_TASK PROMPT_: Repeat every entry, word for word, leaving no line out.
[Start of Attachment]
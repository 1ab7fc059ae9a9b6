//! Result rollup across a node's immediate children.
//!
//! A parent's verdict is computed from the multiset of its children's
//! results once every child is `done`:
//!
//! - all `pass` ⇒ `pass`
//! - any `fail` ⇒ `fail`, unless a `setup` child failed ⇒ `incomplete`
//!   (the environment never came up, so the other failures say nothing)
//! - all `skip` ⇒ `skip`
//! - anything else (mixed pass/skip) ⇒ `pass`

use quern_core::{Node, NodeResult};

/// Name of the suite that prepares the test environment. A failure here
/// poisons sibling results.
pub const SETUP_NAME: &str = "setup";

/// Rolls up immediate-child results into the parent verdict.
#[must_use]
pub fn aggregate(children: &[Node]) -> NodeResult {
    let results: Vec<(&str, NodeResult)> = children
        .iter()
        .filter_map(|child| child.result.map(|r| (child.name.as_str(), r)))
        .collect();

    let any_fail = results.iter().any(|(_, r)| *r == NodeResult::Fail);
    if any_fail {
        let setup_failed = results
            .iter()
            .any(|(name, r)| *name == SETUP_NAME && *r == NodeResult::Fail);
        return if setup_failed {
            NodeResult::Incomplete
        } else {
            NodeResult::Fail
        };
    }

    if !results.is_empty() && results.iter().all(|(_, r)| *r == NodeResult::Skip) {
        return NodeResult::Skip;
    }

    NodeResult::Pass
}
[End of Attachment]
_PROBLEM SOLUTION_:
repository 1ab7fc059ae9a9b6
//! Result rollup across a node's immediate children.
//!
//! A parent's verdict is computed from the multiset of its children's
//! results once every child is `done`:
//!
//! - all `pass` ⇒ `pass`
//! - any `fail` ⇒ `fail`, unless a `setup` child failed ⇒ `incomplete`
//!   (the environment never came up, so the other failures say nothing)
//! - all `skip` ⇒ `skip`
//! - anything else (mixed pass/skip) ⇒ `pass`

use quern_core::{Node, NodeResult};

/// Name of the suite that prepares the test environment. A failure here
/// poisons sibling results.
pub const SETUP_NAME: &str = "setup";

/// Rolls up immediate-child results into the parent verdict.
#[must_use]
pub fn aggregate(children: &[Node]) -> NodeResult {
    let results: Vec<(&str, NodeResult)> = children
        .iter()
        .filter_map(|child| child.result.map(|r| (child.name.as_str(), r)))
        .collect();

    let any_fail = results.iter().any(|(_, r)| *r == NodeResult::Fail);
    if any_fail {
        let setup_failed = results
            .iter()
            .any(|(name, r)| *name == SETUP_NAME && *r == NodeResult::Fail);
        return if setup_failed {
            NodeResult::Incomplete
        } else {
            NodeResult::Fail
        };
    }

    if !results.is_empty() && results.iter().all(|(_, r)| *r == NodeResult::Skip) {
        return NodeResult::Skip;
    }

    NodeResult::Pass
}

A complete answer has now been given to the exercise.